Since applying the above procedure to each GEP dataset separately produced similar sets of genes, for simplicity we applied it to all the data combined to obtain a total of 9624 genes before analysis.

Table 1 Number of samples used in the training and test sets for each disease comparison

3.1 What Gene Sets to Use?

There are different types and sources of biological gene sets. The Molecular Signatures Database (MSigDB) [24] on the Broad Institute website is one of the largest and most popular repositories. We downloaded three types of gene sets from MSigDB: those associated with the GO biological processes (BP), the hallmark gene sets, and the positional gene sets. Each gene set groups certain genes together that share a particular biological property. GO BP gene sets contain genes associated with biological processes, each of which is made up of many chemical reactions or events leading to chemical transformations. However, the GO BP gene sets are a broad category and do not necessarily comprise co-regulated genes. On the other hand, the hallmark gene sets represent well-defined biological states or processes and contain genes with coordinate expression [25]. The positional gene sets group genes by chromosome and cytogenetic band. Such gene sets are helpful in identifying effects related to chromosome abnormalities.

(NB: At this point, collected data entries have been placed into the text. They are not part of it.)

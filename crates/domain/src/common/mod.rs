//! Small helpers shared by the domain and the player client.
//!
//! Pure functions only; nothing here performs I/O.

pub mod datetime;
pub mod string;

pub use datetime::parse_timestamp;
pub use string::{is_blank, trimmed_non_empty};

3.2 Approach for Gene Set Analysis

Our general approach for gene set analysis is a two-step procedure: (1) within each a priori gene set create a summary gene set score after gene selection, and (2) construct a predictive model based on the resulting gene set scores. Both Chen and Wang [16] and Ma et al. [17] pointed out that typically not all members of a gene set will participate in a biological process, or be relevant to the outcome of interest, and not doing gene selection within gene sets could result in inferior prediction accuracy. Thus we carry out variable selection twice, first to select important genes within each gene set to calculate a summary gene set score (step 1), and then to select important gene sets based on the gene set scores and build a final predictive model (step 2).

3.3 Variable Selection and Model Building

We investigated several linear and nonlinear methods for variable selection and model building. The linear methods included the Lasso and three univariate score methods, and the nonlinear methods included decision trees and random forests.

Lasso is a multivariate regression technique [3] that has become popular and essential in genomic data analysis. By shrinking regression coefficients using an \( L_{1} \) penalty term in the likelihood function for a logistic regression model, the regression coefficients for some genes become exactly zero, thus enabling variable selection. Classification will be done according to the estimated probabilities from the resulting sparse model with the shrunken coefficients. We implemented Lasso via the R package glmnet [26].

The idea of univariate score methods is to first rank genes by univariate analysis (e.g., doing a t-test for each gene in a two-class problem) and then create a score by a linear combination of the top ranking genes. There are many variants of this method and we investigated three in this paper. In a two-class problem, let \( x_{i} \) and \( t_{i} \) denote the expression level and the two-sample t-statistic for gene \( i \), respectively. The first score is based on a regularized compound covariate , where the t-statistics are shrunken towards 0 by soft-thresholding. We denote it by ccscore, that is,

$$ ccscore = \sum\limits_{i = 1}^{p} {{\text{sign}}\left( {t_{i} } \right)\left( {\left| {t_{i} } \right| - \Delta } \right)_{\text{ + }} x_{i} } , $$
(1)

where \( p \) is the total number of genes, \( \left( x \right)_{\text{ + }} \text{ = }x \) if \( x\text{ > }0 \) and 0 otherwise, and \( 0 \le \Delta { \le }max_{i} \text{(}\left| {t_{i} } \right|\text{)} \) is a tuning parameter to be determined by cross-validation . The non-regularized version of the compound covariate method is also a popular choice for constructing scores, which was originally proposed by Tukey [27] and discussed in Huang and Pan [28] for classification problems with microarray data. The second score is one that, instead of using the t-statistics from univariate analysis, only the signs of the t-statistics are used, followed by dividing by the total number of selected genes. We refer to it as “score”, that is,

$$ score = \frac{1}{\left| S \right|}\sum\limits_{i \in S} {{\text{sign}}\left( {t_{i} } \right)x_{i} } , $$
(2)

where \( S\text{ = }\left\{ {i\text{:}\left| {t_{i} } \right|{ \ge }\Delta } \right\} \), \( \left| S \right| \) = number of genes in \( S \), and \( \Delta \) is a tuning parameter determined by cross-validation. Originally we employed a similar method to develop the robust GEP70 model for risk stratification for MM patients undergoing standard therapy [29]; we then modified it to its current form in (2). The third score is an extension of SuperPC [1], originally developed for time-to-event data and shown to perform well in gene set analysis [16]. It takes the top ranking genes and calculates their first principal component as a score. We denote it here by pcscore, that is,

$$ pcscore = \sum\limits_{i \in S} {b_{i} x_{i} } , $$
(3)

where \( S = \left\{ {i\text{:}\left| {t_{i} } \right| \ge \Delta } \right\} \), \( b_{i} \) are loadings from the first principal component of the genes selected in \( S \), and \( \Delta \) is a tuning parameter determined by cross-validation . For all the aforementioned score methods, they were first created as continuous variables, and we then dichotomized them, balancing both sensitivity and specificity to create 2-group classification rules.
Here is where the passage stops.